Saved data entries:
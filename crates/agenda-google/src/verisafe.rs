// Verisafe identity service client.
//
// Verisafe issues the JWTs this API verifies and stores the user's linked
// social accounts; we only need the Google one for its access token.

use reqwest::Client;
use serde::Deserialize;
use tracing::warn;
use uuid::Uuid;

use crate::error::{GoogleApiError, GoogleResult};

/// A social login linked to a Verisafe user
#[derive(Debug, Clone, Deserialize)]
pub struct SocialAccount {
    pub provider: String,
    pub access_token: String,
    #[serde(default)]
    pub refresh_token: Option<String>,
}

#[derive(Clone)]
pub struct VerisafeClient {
    client: Client,
    base_url: String,
}

impl VerisafeClient {
    pub fn new(base_url: impl Into<String>) -> Self {
        Self {
            client: Client::new(),
            base_url: base_url.into(),
        }
    }

    /// Fetch the user's linked social accounts
    pub async fn user_socials(&self, user_id: Uuid) -> GoogleResult<Vec<SocialAccount>> {
        let url = format!("{}/socials/user/{}", self.base_url, user_id);

        let response = self.client.get(&url).send().await?;
        if !response.status().is_success() {
            let status = response.status();
            warn!(%user_id, %status, "Verisafe socials lookup failed");
            return Err(GoogleApiError::Verisafe(format!(
                "socials lookup failed with HTTP {}",
                status
            )));
        }

        let socials = response.json::<Vec<SocialAccount>>().await?;
        Ok(socials)
    }

    /// The user's Google access token, or NoGoogleAccount when nothing is linked
    pub async fn google_access_token(&self, user_id: Uuid) -> GoogleResult<String> {
        let socials = self.user_socials(user_id).await?;
        socials
            .into_iter()
            .find(|s| s.provider == "google")
            .map(|s| s.access_token)
            .ok_or(GoogleApiError::NoGoogleAccount)
    }
}

#[cfg(test)]
mod tests {
    use super::*;

    #[test]
    fn test_social_account_deserialize() {
        let socials: Vec<SocialAccount> = serde_json::from_str(
            r#"[
                {"provider": "github", "access_token": "gh_tok"},
                {"provider": "google", "access_token": "ya29.tok", "refresh_token": "1//ref"}
            ]"#,
        )
        .unwrap();

        let google = socials.iter().find(|s| s.provider == "google").unwrap();
        assert_eq!(google.access_token, "ya29.tok");
        assert_eq!(google.refresh_token.as_deref(), Some("1//ref"));
        assert!(socials[0].refresh_token.is_none());
    }
}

> _Work item_: Wherever the word "lookup" appears in the records above, copy that line.

> _Exercise result_:
            warn!(%user_id, %status, "Verisafe socials lookup failed");
                "socials lookup failed with HTTP {}",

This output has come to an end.